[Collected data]
————————
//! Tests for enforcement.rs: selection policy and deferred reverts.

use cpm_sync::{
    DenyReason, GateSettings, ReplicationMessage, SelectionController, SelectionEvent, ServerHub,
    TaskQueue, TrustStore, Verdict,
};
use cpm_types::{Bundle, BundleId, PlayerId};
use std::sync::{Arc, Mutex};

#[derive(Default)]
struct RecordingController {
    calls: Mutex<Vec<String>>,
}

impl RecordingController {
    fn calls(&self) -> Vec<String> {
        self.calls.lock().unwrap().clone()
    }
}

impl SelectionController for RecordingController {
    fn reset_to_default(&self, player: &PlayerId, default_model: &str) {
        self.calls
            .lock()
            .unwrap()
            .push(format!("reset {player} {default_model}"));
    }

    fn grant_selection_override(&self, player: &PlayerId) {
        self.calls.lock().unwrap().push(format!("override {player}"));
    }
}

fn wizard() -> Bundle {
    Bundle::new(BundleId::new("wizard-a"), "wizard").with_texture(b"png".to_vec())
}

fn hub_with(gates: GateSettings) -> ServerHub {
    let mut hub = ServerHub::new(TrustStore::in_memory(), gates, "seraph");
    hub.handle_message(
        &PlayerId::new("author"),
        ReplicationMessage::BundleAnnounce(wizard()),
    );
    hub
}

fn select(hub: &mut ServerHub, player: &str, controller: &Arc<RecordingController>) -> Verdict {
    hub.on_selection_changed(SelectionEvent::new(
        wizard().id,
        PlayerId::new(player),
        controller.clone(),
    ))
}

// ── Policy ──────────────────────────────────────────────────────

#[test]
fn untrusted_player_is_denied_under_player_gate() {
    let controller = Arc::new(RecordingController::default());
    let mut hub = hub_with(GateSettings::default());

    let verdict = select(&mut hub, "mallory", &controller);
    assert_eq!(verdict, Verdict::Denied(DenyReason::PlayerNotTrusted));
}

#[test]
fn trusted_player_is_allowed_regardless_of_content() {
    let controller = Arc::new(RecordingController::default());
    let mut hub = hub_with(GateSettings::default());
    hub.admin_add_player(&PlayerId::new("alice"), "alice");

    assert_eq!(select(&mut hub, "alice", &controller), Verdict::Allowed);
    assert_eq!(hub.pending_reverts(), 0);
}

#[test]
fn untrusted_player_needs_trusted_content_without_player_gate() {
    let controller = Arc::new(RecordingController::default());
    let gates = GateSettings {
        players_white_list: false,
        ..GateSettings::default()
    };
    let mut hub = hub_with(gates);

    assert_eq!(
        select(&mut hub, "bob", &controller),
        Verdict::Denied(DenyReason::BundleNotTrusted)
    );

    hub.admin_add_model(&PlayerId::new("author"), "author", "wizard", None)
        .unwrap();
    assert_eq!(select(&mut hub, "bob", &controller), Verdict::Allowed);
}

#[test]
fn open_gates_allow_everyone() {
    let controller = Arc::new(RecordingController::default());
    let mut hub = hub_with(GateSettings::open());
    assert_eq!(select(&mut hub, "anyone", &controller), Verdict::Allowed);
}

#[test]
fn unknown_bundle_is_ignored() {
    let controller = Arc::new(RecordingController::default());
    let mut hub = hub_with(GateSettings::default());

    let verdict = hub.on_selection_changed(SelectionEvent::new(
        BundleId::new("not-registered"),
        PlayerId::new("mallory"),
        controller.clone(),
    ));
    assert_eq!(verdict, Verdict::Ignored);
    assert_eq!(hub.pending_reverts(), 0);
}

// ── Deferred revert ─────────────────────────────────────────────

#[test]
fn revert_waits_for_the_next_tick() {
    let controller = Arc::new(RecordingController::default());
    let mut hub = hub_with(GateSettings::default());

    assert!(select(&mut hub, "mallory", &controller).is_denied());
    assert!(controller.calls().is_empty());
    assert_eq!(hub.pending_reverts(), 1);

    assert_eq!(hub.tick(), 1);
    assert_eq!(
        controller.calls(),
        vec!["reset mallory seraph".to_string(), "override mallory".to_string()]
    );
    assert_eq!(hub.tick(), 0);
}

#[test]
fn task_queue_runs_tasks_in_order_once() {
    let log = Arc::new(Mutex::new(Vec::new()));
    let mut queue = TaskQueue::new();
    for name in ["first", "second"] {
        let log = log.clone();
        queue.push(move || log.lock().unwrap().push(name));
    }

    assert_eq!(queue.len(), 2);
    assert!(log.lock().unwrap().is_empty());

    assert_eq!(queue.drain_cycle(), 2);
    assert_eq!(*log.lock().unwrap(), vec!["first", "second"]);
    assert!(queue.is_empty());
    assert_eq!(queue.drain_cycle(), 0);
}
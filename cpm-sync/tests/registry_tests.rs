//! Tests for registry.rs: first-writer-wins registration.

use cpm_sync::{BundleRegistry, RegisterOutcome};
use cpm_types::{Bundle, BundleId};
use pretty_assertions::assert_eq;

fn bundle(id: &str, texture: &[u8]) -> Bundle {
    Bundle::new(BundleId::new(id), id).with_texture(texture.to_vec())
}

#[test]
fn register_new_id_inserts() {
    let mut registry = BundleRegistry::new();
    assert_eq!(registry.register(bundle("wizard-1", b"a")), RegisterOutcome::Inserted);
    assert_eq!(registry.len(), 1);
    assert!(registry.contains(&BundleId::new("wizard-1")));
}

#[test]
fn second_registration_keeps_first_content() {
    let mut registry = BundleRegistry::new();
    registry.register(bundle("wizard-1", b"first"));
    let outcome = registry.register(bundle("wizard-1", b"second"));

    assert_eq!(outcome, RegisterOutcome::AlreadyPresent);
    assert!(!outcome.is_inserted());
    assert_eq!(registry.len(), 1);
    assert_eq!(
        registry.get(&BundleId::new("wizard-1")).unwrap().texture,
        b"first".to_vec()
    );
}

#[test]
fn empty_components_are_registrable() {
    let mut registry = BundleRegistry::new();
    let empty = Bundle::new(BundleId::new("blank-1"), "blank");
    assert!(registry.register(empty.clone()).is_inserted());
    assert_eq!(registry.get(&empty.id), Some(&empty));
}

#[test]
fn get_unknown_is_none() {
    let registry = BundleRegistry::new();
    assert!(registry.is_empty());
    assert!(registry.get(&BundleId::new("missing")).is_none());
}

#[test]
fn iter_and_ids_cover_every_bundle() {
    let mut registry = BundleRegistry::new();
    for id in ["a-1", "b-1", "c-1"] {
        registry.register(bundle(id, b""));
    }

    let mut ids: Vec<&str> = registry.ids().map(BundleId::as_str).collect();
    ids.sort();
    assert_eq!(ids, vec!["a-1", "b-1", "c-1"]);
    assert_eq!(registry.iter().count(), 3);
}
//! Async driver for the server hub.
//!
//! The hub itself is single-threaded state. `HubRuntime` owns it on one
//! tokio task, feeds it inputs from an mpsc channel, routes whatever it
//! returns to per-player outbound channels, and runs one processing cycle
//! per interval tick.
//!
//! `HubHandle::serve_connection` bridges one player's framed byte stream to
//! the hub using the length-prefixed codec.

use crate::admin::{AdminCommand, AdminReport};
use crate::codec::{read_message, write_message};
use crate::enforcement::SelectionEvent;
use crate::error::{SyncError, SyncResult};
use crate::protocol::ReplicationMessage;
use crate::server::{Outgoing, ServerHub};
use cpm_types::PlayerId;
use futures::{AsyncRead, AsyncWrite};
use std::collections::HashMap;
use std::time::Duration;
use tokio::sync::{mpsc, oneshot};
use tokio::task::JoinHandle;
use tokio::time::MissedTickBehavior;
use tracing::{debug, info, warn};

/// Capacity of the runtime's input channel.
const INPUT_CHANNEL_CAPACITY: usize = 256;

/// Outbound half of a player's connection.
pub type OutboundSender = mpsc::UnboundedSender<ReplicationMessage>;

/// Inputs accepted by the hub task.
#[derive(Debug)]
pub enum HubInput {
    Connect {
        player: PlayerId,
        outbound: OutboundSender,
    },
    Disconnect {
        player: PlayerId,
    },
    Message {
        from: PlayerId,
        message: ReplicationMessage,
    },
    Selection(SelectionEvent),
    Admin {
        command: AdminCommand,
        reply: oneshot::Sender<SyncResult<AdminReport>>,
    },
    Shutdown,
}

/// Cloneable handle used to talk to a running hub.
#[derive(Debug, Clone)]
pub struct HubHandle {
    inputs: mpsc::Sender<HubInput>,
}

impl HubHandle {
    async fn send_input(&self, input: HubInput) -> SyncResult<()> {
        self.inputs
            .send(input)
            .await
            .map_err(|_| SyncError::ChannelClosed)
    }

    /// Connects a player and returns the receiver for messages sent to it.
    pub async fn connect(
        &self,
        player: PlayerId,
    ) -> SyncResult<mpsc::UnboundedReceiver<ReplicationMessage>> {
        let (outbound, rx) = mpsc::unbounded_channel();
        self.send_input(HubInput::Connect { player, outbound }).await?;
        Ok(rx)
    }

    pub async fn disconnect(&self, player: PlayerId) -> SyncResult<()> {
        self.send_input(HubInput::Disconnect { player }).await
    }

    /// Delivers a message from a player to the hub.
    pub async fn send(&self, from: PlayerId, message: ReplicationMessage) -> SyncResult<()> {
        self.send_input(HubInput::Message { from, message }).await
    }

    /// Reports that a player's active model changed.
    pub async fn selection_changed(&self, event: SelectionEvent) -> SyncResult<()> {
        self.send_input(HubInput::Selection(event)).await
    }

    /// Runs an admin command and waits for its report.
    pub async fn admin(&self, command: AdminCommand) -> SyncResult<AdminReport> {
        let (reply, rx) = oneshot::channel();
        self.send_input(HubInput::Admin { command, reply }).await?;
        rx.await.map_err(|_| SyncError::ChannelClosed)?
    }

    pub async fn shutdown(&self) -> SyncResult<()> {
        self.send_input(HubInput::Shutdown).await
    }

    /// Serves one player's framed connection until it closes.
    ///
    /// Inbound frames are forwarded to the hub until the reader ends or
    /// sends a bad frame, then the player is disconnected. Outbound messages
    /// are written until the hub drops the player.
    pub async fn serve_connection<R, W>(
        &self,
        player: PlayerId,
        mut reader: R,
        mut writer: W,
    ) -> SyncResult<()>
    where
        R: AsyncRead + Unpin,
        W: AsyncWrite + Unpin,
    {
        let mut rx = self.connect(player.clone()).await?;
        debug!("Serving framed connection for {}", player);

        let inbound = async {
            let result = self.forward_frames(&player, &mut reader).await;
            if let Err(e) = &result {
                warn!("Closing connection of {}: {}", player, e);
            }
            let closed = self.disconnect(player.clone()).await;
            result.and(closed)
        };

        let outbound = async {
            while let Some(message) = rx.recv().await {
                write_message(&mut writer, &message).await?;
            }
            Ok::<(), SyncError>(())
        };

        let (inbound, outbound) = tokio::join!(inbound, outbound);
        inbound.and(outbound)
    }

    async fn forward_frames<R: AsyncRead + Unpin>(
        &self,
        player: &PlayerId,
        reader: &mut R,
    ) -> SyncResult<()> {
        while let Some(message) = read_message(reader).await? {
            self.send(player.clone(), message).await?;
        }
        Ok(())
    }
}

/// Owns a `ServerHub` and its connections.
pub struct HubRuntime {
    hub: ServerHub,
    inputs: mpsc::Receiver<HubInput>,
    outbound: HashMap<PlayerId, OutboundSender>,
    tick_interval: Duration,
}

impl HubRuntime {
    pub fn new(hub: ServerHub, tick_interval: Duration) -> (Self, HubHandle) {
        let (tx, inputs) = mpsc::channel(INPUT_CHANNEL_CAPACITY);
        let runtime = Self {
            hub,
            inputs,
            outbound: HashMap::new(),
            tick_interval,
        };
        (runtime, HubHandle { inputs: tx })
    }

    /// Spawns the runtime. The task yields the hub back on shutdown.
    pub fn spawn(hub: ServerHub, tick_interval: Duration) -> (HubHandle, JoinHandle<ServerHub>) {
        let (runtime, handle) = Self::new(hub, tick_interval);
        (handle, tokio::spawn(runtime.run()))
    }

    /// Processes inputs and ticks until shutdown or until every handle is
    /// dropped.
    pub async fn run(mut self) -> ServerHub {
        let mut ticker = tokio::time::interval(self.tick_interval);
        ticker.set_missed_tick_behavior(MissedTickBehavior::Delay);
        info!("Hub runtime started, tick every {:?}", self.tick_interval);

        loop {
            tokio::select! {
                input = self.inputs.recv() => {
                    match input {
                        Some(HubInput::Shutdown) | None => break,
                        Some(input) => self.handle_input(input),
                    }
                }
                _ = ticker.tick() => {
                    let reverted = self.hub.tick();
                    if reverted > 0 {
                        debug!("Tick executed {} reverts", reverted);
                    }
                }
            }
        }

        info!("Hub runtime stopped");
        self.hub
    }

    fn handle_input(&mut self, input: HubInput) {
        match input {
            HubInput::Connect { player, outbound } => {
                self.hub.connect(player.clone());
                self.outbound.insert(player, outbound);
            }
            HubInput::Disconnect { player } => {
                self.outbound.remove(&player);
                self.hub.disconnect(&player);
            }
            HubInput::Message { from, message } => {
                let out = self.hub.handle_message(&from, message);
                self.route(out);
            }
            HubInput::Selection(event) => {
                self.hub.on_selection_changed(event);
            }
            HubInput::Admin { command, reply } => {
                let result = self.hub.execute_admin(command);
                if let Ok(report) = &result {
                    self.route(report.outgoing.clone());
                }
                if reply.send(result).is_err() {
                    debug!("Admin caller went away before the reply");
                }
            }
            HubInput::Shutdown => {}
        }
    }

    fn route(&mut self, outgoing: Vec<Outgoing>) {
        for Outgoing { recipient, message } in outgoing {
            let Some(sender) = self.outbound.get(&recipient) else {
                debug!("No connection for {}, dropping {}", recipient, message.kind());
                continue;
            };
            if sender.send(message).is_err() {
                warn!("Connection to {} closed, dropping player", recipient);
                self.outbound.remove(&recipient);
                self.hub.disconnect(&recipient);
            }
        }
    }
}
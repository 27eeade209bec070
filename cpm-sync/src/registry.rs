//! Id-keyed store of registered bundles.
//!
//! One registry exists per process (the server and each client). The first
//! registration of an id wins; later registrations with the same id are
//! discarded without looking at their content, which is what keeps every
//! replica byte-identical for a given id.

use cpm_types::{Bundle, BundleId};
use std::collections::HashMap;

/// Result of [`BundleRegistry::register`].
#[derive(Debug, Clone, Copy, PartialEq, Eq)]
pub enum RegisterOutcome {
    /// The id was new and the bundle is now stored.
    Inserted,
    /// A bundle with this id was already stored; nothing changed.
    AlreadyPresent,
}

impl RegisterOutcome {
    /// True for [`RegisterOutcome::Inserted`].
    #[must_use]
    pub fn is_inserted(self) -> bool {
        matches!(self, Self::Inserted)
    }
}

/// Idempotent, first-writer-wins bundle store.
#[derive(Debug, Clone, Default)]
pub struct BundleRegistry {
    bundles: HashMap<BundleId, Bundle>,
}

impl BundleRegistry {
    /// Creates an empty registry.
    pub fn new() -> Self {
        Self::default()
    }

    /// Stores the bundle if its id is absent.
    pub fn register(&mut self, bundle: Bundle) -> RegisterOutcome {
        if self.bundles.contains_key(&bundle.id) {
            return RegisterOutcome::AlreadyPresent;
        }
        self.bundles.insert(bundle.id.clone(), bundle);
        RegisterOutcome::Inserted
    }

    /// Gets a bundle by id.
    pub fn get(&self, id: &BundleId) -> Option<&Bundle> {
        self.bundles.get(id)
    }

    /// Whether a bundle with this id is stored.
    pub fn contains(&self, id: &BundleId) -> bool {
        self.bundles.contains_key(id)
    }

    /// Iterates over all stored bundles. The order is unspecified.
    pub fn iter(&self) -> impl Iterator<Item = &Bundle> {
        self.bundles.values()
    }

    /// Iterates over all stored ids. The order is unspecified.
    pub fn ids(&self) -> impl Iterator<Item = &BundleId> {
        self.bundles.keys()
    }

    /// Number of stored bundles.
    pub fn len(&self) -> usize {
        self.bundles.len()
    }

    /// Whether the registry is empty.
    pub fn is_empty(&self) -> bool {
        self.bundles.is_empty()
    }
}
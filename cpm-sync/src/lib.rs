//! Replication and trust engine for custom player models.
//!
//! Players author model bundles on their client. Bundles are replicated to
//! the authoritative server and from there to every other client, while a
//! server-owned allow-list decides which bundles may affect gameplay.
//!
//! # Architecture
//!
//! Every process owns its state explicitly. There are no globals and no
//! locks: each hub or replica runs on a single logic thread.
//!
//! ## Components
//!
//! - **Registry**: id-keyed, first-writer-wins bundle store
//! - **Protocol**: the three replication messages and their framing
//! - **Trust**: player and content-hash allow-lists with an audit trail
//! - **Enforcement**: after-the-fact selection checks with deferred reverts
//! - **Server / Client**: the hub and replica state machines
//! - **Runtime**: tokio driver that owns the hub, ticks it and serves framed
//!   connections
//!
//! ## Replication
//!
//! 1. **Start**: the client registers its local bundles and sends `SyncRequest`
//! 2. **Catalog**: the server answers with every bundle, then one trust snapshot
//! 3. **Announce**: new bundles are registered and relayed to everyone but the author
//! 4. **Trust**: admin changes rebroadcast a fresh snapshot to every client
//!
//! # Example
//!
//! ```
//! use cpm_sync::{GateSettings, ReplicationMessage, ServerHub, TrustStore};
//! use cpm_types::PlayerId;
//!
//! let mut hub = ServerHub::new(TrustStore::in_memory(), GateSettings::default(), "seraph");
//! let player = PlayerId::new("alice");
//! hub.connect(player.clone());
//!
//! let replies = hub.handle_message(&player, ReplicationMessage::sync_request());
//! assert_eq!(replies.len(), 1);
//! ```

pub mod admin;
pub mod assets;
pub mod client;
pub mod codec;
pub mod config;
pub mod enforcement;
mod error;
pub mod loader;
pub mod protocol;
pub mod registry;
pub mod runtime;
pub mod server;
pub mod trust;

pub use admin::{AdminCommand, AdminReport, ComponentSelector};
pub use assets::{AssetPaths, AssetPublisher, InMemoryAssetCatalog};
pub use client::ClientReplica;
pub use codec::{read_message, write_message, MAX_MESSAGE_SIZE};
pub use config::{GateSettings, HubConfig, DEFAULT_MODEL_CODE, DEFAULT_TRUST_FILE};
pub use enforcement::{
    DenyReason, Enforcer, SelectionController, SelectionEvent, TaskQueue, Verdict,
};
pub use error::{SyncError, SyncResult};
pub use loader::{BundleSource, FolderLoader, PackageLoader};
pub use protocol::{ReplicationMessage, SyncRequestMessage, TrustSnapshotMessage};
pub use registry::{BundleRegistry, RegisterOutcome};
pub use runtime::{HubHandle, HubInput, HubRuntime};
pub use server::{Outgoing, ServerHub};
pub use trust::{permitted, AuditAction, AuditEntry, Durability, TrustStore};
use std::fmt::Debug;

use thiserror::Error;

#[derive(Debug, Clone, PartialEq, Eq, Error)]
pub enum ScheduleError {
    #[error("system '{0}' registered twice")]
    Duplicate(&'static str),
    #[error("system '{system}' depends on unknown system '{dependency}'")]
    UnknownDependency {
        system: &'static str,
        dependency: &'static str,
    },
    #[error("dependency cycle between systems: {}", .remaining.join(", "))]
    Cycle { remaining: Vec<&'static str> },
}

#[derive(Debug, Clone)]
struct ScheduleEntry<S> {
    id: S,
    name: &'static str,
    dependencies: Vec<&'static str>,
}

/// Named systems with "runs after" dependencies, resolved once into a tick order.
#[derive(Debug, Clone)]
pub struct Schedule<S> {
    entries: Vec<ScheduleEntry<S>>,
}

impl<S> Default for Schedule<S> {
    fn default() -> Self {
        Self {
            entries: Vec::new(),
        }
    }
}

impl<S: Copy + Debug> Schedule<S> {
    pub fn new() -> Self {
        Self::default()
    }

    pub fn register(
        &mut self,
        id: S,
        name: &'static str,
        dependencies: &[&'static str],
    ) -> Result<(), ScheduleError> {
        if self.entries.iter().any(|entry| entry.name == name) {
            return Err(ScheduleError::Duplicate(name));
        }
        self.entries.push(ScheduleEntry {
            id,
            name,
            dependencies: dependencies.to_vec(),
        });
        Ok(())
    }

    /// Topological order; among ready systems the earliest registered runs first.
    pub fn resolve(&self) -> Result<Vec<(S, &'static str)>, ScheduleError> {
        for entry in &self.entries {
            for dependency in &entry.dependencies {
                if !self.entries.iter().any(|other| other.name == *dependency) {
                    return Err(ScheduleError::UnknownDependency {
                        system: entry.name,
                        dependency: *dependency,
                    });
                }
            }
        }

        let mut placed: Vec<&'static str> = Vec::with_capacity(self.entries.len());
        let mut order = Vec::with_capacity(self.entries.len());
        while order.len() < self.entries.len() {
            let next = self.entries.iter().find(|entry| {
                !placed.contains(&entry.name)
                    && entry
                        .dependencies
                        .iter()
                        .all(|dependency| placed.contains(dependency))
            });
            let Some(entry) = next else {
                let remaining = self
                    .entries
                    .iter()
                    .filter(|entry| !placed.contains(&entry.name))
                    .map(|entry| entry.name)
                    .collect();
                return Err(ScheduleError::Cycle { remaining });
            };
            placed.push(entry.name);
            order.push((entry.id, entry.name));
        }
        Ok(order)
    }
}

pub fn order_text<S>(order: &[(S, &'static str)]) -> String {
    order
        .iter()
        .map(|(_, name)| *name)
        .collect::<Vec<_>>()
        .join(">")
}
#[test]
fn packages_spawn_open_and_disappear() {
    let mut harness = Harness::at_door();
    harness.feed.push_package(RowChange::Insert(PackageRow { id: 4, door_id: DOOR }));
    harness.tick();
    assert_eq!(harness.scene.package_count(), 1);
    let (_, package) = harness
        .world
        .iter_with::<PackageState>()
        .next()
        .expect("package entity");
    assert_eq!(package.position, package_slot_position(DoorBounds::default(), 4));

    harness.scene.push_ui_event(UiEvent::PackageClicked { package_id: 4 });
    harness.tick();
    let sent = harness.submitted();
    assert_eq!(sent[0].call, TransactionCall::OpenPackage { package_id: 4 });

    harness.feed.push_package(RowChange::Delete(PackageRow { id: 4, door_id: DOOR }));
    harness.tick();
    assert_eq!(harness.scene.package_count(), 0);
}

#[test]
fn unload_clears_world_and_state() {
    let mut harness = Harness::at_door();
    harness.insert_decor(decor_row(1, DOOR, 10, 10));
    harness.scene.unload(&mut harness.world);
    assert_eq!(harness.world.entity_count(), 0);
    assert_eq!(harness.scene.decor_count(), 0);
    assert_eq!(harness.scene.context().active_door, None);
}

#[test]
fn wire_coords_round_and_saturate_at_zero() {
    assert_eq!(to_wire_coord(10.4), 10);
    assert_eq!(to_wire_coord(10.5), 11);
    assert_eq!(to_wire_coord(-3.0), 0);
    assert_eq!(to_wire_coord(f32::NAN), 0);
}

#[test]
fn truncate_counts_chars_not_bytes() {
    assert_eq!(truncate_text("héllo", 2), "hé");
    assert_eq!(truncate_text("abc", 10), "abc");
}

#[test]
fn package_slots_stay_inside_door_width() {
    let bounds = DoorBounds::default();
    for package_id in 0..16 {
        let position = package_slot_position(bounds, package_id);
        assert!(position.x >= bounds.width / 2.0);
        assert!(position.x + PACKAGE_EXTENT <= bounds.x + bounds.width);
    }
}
————————
[TASK DESCRIPTION] The lines to copy run from the start of the records above through the line holding "self.calls.lock().unwrap().clone()"; give them exactly, both ends included, and nothing else.

[COMPLETED EXERCISE]
//! Tests for enforcement.rs: selection policy and deferred reverts.

use cpm_sync::{
    DenyReason, GateSettings, ReplicationMessage, SelectionController, SelectionEvent, ServerHub,
    TaskQueue, TrustStore, Verdict,
};
use cpm_types::{Bundle, BundleId, PlayerId};
use std::sync::{Arc, Mutex};

#[derive(Default)]
struct RecordingController {
    calls: Mutex<Vec<String>>,
}

impl RecordingController {
    fn calls(&self) -> Vec<String> {
        self.calls.lock().unwrap().clone()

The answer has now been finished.